T Nation

Ladder Training?

I have a question for those familiar with ladder training techniques, you know the 3 sets of 2 reps pause, 3 reps pause, 5 reps type sets. Is it wise to incorporate a rep scheme such as that to my entire lifting plan? Right now I’m focusing mainly on things that don’t isolate but still put alot of emphasis on the smaller body groups like bis,tris,calves, forearms.

I would appreciate feedback on this one. dl, squat, military press, pullups, dips, rows, bench, etc. I expect things like you retard why would you do that, or are you trying to kill your cns from those that know but how else am I going to know if I don’t ask?

Considering your expecting it you should be able to answer the question why would you do that retard?

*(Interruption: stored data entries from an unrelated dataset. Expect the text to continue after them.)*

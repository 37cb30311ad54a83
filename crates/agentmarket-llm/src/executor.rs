//! Agent execution

use std::sync::Arc;
use std::time::Instant;

use serde::{Deserialize, Serialize};
use tracing::{debug, info, warn};

use crate::providers::LLMProvider;
use crate::templates::{compose, template_for};
use crate::types::CompletionRequest;

/// Prompt sent by [`AgentExecutor::probe`]
pub const PROBE_PROMPT: &str = "Test connection";

/// Error text for agent types without a template
pub const INVALID_AGENT_TYPE: &str = "Invalid agent type";

/// Outcome of one execution. Failures are values, never errors.
#[derive(Debug, Clone, PartialEq, Serialize, Deserialize)]
#[serde(rename_all = "camelCase")]
pub struct ExecutionResult {
    pub success: bool,
    #[serde(default, skip_serializing_if = "Option::is_none")]
    pub result: Option<String>,
    #[serde(default, skip_serializing_if = "Option::is_none")]
    pub error: Option<String>,
    pub agent_type: String,
    #[serde(default, skip_serializing_if = "Option::is_none")]
    pub tokens_used: Option<u32>,
}

impl ExecutionResult {
    pub fn succeeded(agent_type: &str, result: String, tokens_used: Option<u32>) -> Self {
        Self {
            success: true,
            result: Some(result),
            error: None,
            agent_type: agent_type.to_string(),
            tokens_used,
        }
    }

    pub fn failed(agent_type: &str, error: impl Into<String>) -> Self {
        Self {
            success: false,
            result: None,
            error: Some(error.into()),
            agent_type: agent_type.to_string(),
            tokens_used: None,
        }
    }

    /// True when the failure came from an unrecognised agent type
    pub fn is_invalid_agent_type(&self) -> bool {
        !self.success && self.error.as_deref() == Some(INVALID_AGENT_TYPE)
    }
}

/// Runs prompts through the system prompt for an agent type
#[derive(Clone)]
pub struct AgentExecutor {
    provider: Arc<dyn LLMProvider>,
    model: Option<String>,
}

impl AgentExecutor {
    pub fn new(provider: Arc<dyn LLMProvider>) -> Self {
        Self {
            provider,
            model: None,
        }
    }

    /// Override the provider's default model
    pub fn with_model(mut self, model: impl Into<String>) -> Self {
        self.model = Some(model.into());
        self
    }

    pub fn provider_name(&self) -> &'static str {
        self.provider.name()
    }

    fn request(&self, prompt: String) -> CompletionRequest {
        let request = CompletionRequest::new(prompt);
        match &self.model {
            Some(model) => request.with_model(model.clone()),
            None => request,
        }
    }

    /// Execute `prompt` as an agent of `agent_type`
    pub async fn run(&self, agent_type: &str, prompt: &str) -> ExecutionResult {
        let Some(system_prompt) = template_for(agent_type) else {
            debug!(agent_type, "Rejected unknown agent type");
            return ExecutionResult::failed(agent_type, INVALID_AGENT_TYPE);
        };

        let started = Instant::now();
        let request = self.request(compose(system_prompt, prompt));

        match self.provider.complete(request).await {
            Ok(response) => {
                let tokens_used = response.usage.as_ref().map(|u| u.total_tokens);
                info!(
                    agent_type,
                    provider = self.provider.name(),
                    tokens_used = ?tokens_used,
                    elapsed_ms = started.elapsed().as_millis() as u64,
                    "Agent execution succeeded"
                );
                ExecutionResult::succeeded(agent_type, response.content, tokens_used)
            }
            Err(e) => {
                warn!(
                    agent_type,
                    provider = self.provider.name(),
                    error = %e,
                    "Agent execution failed"
                );
                ExecutionResult::failed(agent_type, e.to_string())
            }
        }
    }

    /// Send a trivial prompt and report whether the model answered.
    ///
    /// Providers that report themselves unavailable are not called.
    pub async fn probe(&self) -> bool {
        if !self.provider.is_available().await {
            warn!(provider = self.provider.name(), "Model provider not available");
            return false;
        }

        match self.provider.complete(self.request(PROBE_PROMPT.to_string())).await {
            Ok(_) => true,
            Err(e) => {
                warn!(provider = self.provider.name(), error = %e, "Model connectivity probe failed");
                false
            }
        }
    }
}

#[cfg(test)]
mod tests {
    use super::*;
    use crate::providers::StaticProvider;

    #[tokio::test]
    async fn test_run_success() {
        let provider = Arc::new(StaticProvider::replying("looks good").with_total_tokens(42));
        let executor = AgentExecutor::new(provider.clone());

        let result = executor.run("code", "fn main() { println!(\"hi\"); }").await;
        assert!(result.success);
        assert_eq!(result.result.as_deref(), Some("looks good"));
        assert_eq!(result.tokens_used, Some(42));
        assert_eq!(result.agent_type, "code");
        assert_eq!(provider.calls(), 1);
    }

    #[tokio::test]
    async fn test_invalid_type_skips_provider() {
        let provider = Arc::new(StaticProvider::replying("unused"));
        let executor = AgentExecutor::new(provider.clone());

        let result = executor.run("legal", "Draft me a contract please").await;
        assert!(!result.success);
        assert!(result.is_invalid_agent_type());
        assert_eq!(result.agent_type, "legal");
        assert_eq!(provider.calls(), 0);
    }

    #[tokio::test]
    async fn test_provider_failure_is_a_result() {
        let executor = AgentExecutor::new(Arc::new(StaticProvider::failing("quota exceeded")));

        let result = executor.run("seo", "Audit https://example.com").await;
        assert!(!result.success);
        assert_eq!(result.error.as_deref(), Some("Request failed: quota exceeded"));
        assert!(result.result.is_none());
        assert!(!result.is_invalid_agent_type());
    }

    #[tokio::test]
    async fn test_probe() {
        assert!(AgentExecutor::new(Arc::new(StaticProvider::replying("pong"))).probe().await);
        assert!(!AgentExecutor::new(Arc::new(StaticProvider::failing("down"))).probe().await);
    }

    #[tokio::test]
    async fn test_probe_skips_unavailable_provider() {
        let provider = Arc::new(StaticProvider::failing("GEMINI_API_KEY is not configured"));
        let executor = AgentExecutor::new(provider.clone());

        assert!(!executor.probe().await);
        assert_eq!(provider.calls(), 0);

        let provider = Arc::new(StaticProvider::replying("pong"));
        assert!(AgentExecutor::new(provider.clone()).probe().await);
        assert_eq!(provider.calls(), 1);
    }

    #[test]
    fn test_result_serialization() {
        let ok = ExecutionResult::succeeded("data", "insights".to_string(), Some(7));
        let json = serde_json::to_value(&ok).unwrap();
        assert_eq!(json["agentType"], "data");
        assert_eq!(json["tokensUsed"], 7);
        assert!(json.get("error").is_none());

        let failed = ExecutionResult::failed("code", INVALID_AGENT_TYPE);
        let json = serde_json::to_value(&failed).unwrap();
        assert_eq!(json["success"], false);
        assert_eq!(json["error"], "Invalid agent type");
        assert!(json.get("result").is_none());
    }
}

rep schemes, and program design are part of a tool box for training. You can incorporate it into a lifting plan for a 3 months, or one day depending on what you’ve accomplished so far. Personally I think you should have excelled at the basics first, as progress begins to slow you may need kickstarts. Ladders can be a kick start, for new areas of growth.

[quote]lil_diesel90 wrote:
I have a question for those familiar with ladder training techniques, you know the 3 sets of 2 reps pause, 3 reps pause, 5 reps type sets. Is it wise to incorporate a rep scheme such as that to my entire lifting plan?[/quote]
If ladders are drastically different that what you’re doing now, you’ll see some progress for a while.

As Dan John said:
“I’ve found this ideal for all pressing workouts. If you can handle ten pull-ups without too much strain, try it with this, too

It’s a great way to build up a lagging lift or upper body issue.

If you like this little variation, try to slowly add an additional 2-3-5-10 exercise into your training. Please don’t go crazy and do 100 reps of five exercises on the first day.”

I’m not quite sure what this means. Exactly what does your training week look like? What exercises, sets, and reps are you using?